In the study, 9.8 percent of patients taking Brilinta for a year after being treated for a heart attack or worsening chest pain suffered another heart attack or stroke, or died from vascular disease, compared with 11.7 percent of those given Plavix. Overall, 4.5 percent of Brilinta patients died from any cause, significantly fewer than the 5.9 percent of Plavix patients who died.
Major Bleeding
The rates of major bleeding were similar between the two groups, occurring in 11.6 percent of those on Brilinta and 11.2 percent of those on Plavix. Fatal bleeding in the brain was more frequent in those given Brilinta, while fatal bleeding in other areas was more common with Plavix. Brilinta was linked to more serious bleeding in the brain and stomach of patients who didn’t undergo bypass surgery, the study found.
In an accompanying comment in the New England Journal, Albert Schoemig of the German Heart Centre in Munich wrote that the safety of Brilinta, also known as ticagrelor, needs to be tracked closely.
“The whole story concerning the adverse effects of ticagrelor may require evaluation in a much larger number of patients, something that may be beyond the capacity of a randomized trial,” Schoemig wrote. “We should carefully monitor patients receiving this drug to establish the overall impact of its side effects.”
Plavix Results
A separate study unexpectedly found high doses of Plavix and aspirin failed to reduce the risk of heart attack, stroke or death from cardiac causes better than lower doses. The trial, dubbed Current Oasis 7, involved more than 25,000 patients and is one of the first to specifically compare the most widely used doses of the two drugs given to almost all patients with heart attacks and severe chest pain.
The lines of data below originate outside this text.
//! Value objects shared by the API client and the sync engine

use std::fmt;
use std::sync::Arc;

/// A GitHub account or namespace owning repositories
#[derive(Debug, Clone, PartialEq, Eq, Hash)]
pub struct Organization {
    pub login: String,
}

impl Organization {
    pub fn new(login: impl Into<String>) -> Self {
        Self {
            login: login.into(),
        }
    }

    /// Compare against a user-supplied name, ignoring case
    pub fn matches(&self, name: &str) -> bool {
        self.login.eq_ignore_ascii_case(name)
    }
}

impl fmt::Display for Organization {
    fn fmt(&self, f: &mut fmt::Formatter<'_>) -> fmt::Result {
        f.write_str(&self.login)
    }
}

/// A single repository belonging to an organization
///
/// The organization is shared, not owned: every repository listed for one
/// organization points at the same `Arc`.
#[derive(Debug, Clone, PartialEq, Eq)]
pub struct Repository {
    pub name: String,
    pub organization: Arc<Organization>,
}

impl Repository {
    pub fn new(name: impl Into<String>, organization: Arc<Organization>) -> Self {
        Self {
            name: name.into(),
            organization,
        }
    }

    /// Display name in `org/repo` format
    pub fn full_name(&self) -> String {
        format!("{}/{}", self.organization.login, self.name)
    }
}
About half of patients get the higher double dose of Plavix with the expectation that more medicine will better prevent deadly clots from forming, Cannon said. The same rationale is given for using more aspirin.
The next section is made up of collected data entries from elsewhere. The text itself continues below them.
//! Banner pattern tables and per-protocol analyzers.

use super::ServiceInfo;
use once_cell::sync::Lazy;
use regex::Regex;
use std::collections::HashMap;

/// How a matched pattern derives extra fields from the banner.
#[derive(Debug)]
pub enum ExtractionRule {
    None,
    /// Capture group 1 becomes `version`.
    Version(Regex),
    /// Capture group 1 becomes `product`.
    Product(Regex),
}

/// One recognizable banner shape for a port.
#[derive(Debug)]
pub struct ServicePattern {
    /// Literal substring that must occur in the banner. The empty prefix
    /// matches any banner, including an empty one.
    pub prefix: &'static str,
    pub service: &'static str,
    pub rule: ExtractionRule,
    pub confidence: f32,
}

fn version_rule(re: &str) -> ExtractionRule {
    ExtractionRule::Version(Regex::new(re).expect("builtin pattern regex"))
}

fn product_rule(re: &str) -> ExtractionRule {
    ExtractionRule::Product(Regex::new(re).expect("builtin pattern regex"))
}

/// Built-in pattern table, ordered per port, first match wins.
static PATTERNS: Lazy<HashMap<u16, Vec<ServicePattern>>> = Lazy::new(|| {
    let mut table: HashMap<u16, Vec<ServicePattern>> = HashMap::new();
    let mut add = |port: u16, pattern: ServicePattern| {
        table.entry(port).or_default().push(pattern);
    };

    add(21, ServicePattern {
        prefix: "220",
        service: "ftp",
        rule: product_rule(r"220[ -]([^\r\n]+)"),
        confidence: 0.8,
    });
    add(22, ServicePattern {
        prefix: "SSH-",
        service: "ssh",
        rule: version_rule(r"SSH-([0-9.]+)"),
        confidence: 0.9,
    });
    add(25, ServicePattern {
        prefix: "220",
        service: "smtp",
        rule: product_rule(r"220\s+(\S+)"),
        confidence: 0.8,
    });
    add(53, ServicePattern {
        prefix: "",
        service: "dns",
        rule: ExtractionRule::None,
        confidence: 0.7,
    });
    add(80, ServicePattern {
        prefix: "HTTP/",
        service: "http",
        rule: product_rule(r"Server:\s*([^\r\n]+)"),
        confidence: 0.9,
    });
    add(110, ServicePattern {
        prefix: "+OK",
        service: "pop3",
        rule: product_rule(r"\+OK\s+([^\r\n]+)"),
        confidence: 0.8,
    });
    add(143, ServicePattern {
        prefix: "* OK",
        service: "imap",
        rule: product_rule(r"\*\s+OK\s+([^\r\n]+)"),
        confidence: 0.8,
    });
    add(443, ServicePattern {
        prefix: "HTTP/",
        service: "https",
        rule: product_rule(r"Server:\s*([^\r\n]+)"),
        confidence: 0.9,
    });
    add(3306, ServicePattern {
        prefix: "",
        service: "mysql",
        rule: version_rule(r"([0-9]+\.[0-9]+\.[0-9]+)"),
        confidence: 0.7,
    });
    add(5432, ServicePattern {
        prefix: "",
        service: "postgresql",
        rule: ExtractionRule::None,
        confidence: 0.7,
    });
    add(6379, ServicePattern {
        prefix: "",
        service: "redis",
        rule: ExtractionRule::None,
        confidence: 0.7,
    });
    add(27017, ServicePattern {
        prefix: "",
        service: "mongodb",
        rule: ExtractionRule::None,
        confidence: 0.7,
    });

    table
});

/// Well-known TCP service names, the fallback when no pattern fires.
static WELL_KNOWN: Lazy<HashMap<u16, &'static str>> = Lazy::new(|| {
    HashMap::from([
        (21, "ftp"),
        (22, "ssh"),
        (23, "telnet"),
        (25, "smtp"),
        (53, "domain"),
        (80, "http"),
        (110, "pop3"),
        (111, "rpcbind"),
        (135, "msrpc"),
        (139, "netbios-ssn"),
        (143, "imap"),
        (443, "https"),
        (445, "microsoft-ds"),
        (993, "imaps"),
        (995, "pop3s"),
        (1433, "mssql"),
        (1723, "pptp"),
        (3306, "mysql"),
        (3389, "rdp"),
        (5432, "postgresql"),
        (5900, "vnc"),
        (5984, "couchdb"),
        (6379, "redis"),
        (8080, "http-proxy"),
        (8443, "https-alt"),
        (27017, "mongodb"),
    ])
});

pub fn well_known_name(port: u16) -> &'static str {
    WELL_KNOWN.get(&port).copied().unwrap_or("unknown")
}

/// Match `banner` against the ordered pattern list for `port`.
///
/// First hit wins; a miss falls back to the well-known name at 0.5.
pub fn match_patterns(port: u16, banner: &str) -> ServiceInfo {
    if let Some(list) = PATTERNS.get(&port) {
        for pattern in list {
            if banner.contains(pattern.prefix) {
                let mut info = ServiceInfo::named(pattern.service, pattern.confidence);
                match &pattern.rule {
                    ExtractionRule::Version(re) => {
                        if let Some(caps) = re.captures(banner) {
                            info.version = Some(caps[1].to_string());
                        }
                    }
                    ExtractionRule::Product(re) => {
                        if let Some(caps) = re.captures(banner) {
                            info.product = Some(caps[1].to_string());
                        }
                    }
                    ExtractionRule::None => {}
                }
                return info;
            }
        }
    }

    ServiceInfo::named(well_known_name(port), 0.5)
}

fn line_end(s: &str) -> usize {
    s.find(|c: char| c == '\r' || c == '\n').unwrap_or(s.len())
}

/// HTTP analyzer: base confidence 0.8, raised to 0.9 when a `Server:`
/// header yields a product.
pub fn analyze_http(banner: &str) -> ServiceInfo {
    let mut info = ServiceInfo::named("http", 0.8);

    if let Some(pos) = banner.find("Server:") {
        let value = banner[pos + "Server:".len()..].trim_start_matches(' ');
        let value = &value[..line_end(value)];
        if !value.is_empty() {
            info.product = Some(value.to_string());
            info.confidence = 0.9;
        }
    }

    info
}

/// SSH analyzer: parses the `SSH-<version>-<product>` identification line.
pub fn analyze_ssh(banner: &str) -> ServiceInfo {
    let mut info = ServiceInfo::named("ssh", 0.9);

    if let Some(pos) = banner.find("SSH-") {
        let after = &banner[pos + "SSH-".len()..];
        if let Some(dash) = after.find('-') {
            let product = &after[dash + 1..];
            let end = product
                .find(|c: char| c == ' ' || c == '\r' || c == '\n')
                .unwrap_or(product.len());
            info.version = Some(after[..dash].to_string());
            info.product = Some(product[..end].to_string());
            info.confidence = 0.95;
        }
    }

    info
}

/// FTP analyzer: a leading `220 ` greeting carries the product string.
pub fn analyze_ftp(banner: &str) -> ServiceInfo {
    let mut info = ServiceInfo::named("ftp", 0.8);

    if let Some(rest) = banner.strip_prefix("220 ") {
        let product = &rest[..line_end(rest)];
        if !product.is_empty() {
            info.product = Some(product.to_string());
            info.confidence = 0.85;
        }
    }

    info
}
“We’ve adopted this because it makes good sense, but there is very little evidence,” he said. “It’s a fascinating thing how hard it is to prove the right dose. Now, 10 years in, we’re seeing if a higher dose helps.”
In patients who underwent procedures to clear clogged heart arteries, about 70 percent of those in the trial, the double 600-milligram dose of Plavix lowered heart risks by 15 percent. In them, 3.9 percent of those getting high dose Plavix for a week developed complications or died within a month, versus with 4.5 percent of those given the approved 300-milligram dose.
View of Effient
The trial was funded by Paris-based Sanofi and Bristol- Myers. It could change the way doctors view Lilly and Daiichi’s Effient, since studies used to get approval of the drug known chemically as prasugrel used the lower Plavix dose for comparison.
The higher dose Plavix slashed the risk of stent thrombosis, a deadly complication that occurs when a blood clot clogs a device used to prop open the artery, by 42 percent, said Shamir Mehta, director of interventional cardiology at McMaster University in Hamilton, Canada. There were no differences in stroke and death rates from cardiovascular disease alone, or in bleeding rates, he said.
“This will result in a change in practice so patients will be receiving a double dose of clopidogrel for a full week, rather than just when they first come in,” he said in a telephone interview, using the chemical name for Plavix. “All things considered, a double dose of clopidogrel looks pretty good. It comes down to safety, since the efficacy outcomes were very similar to each other.”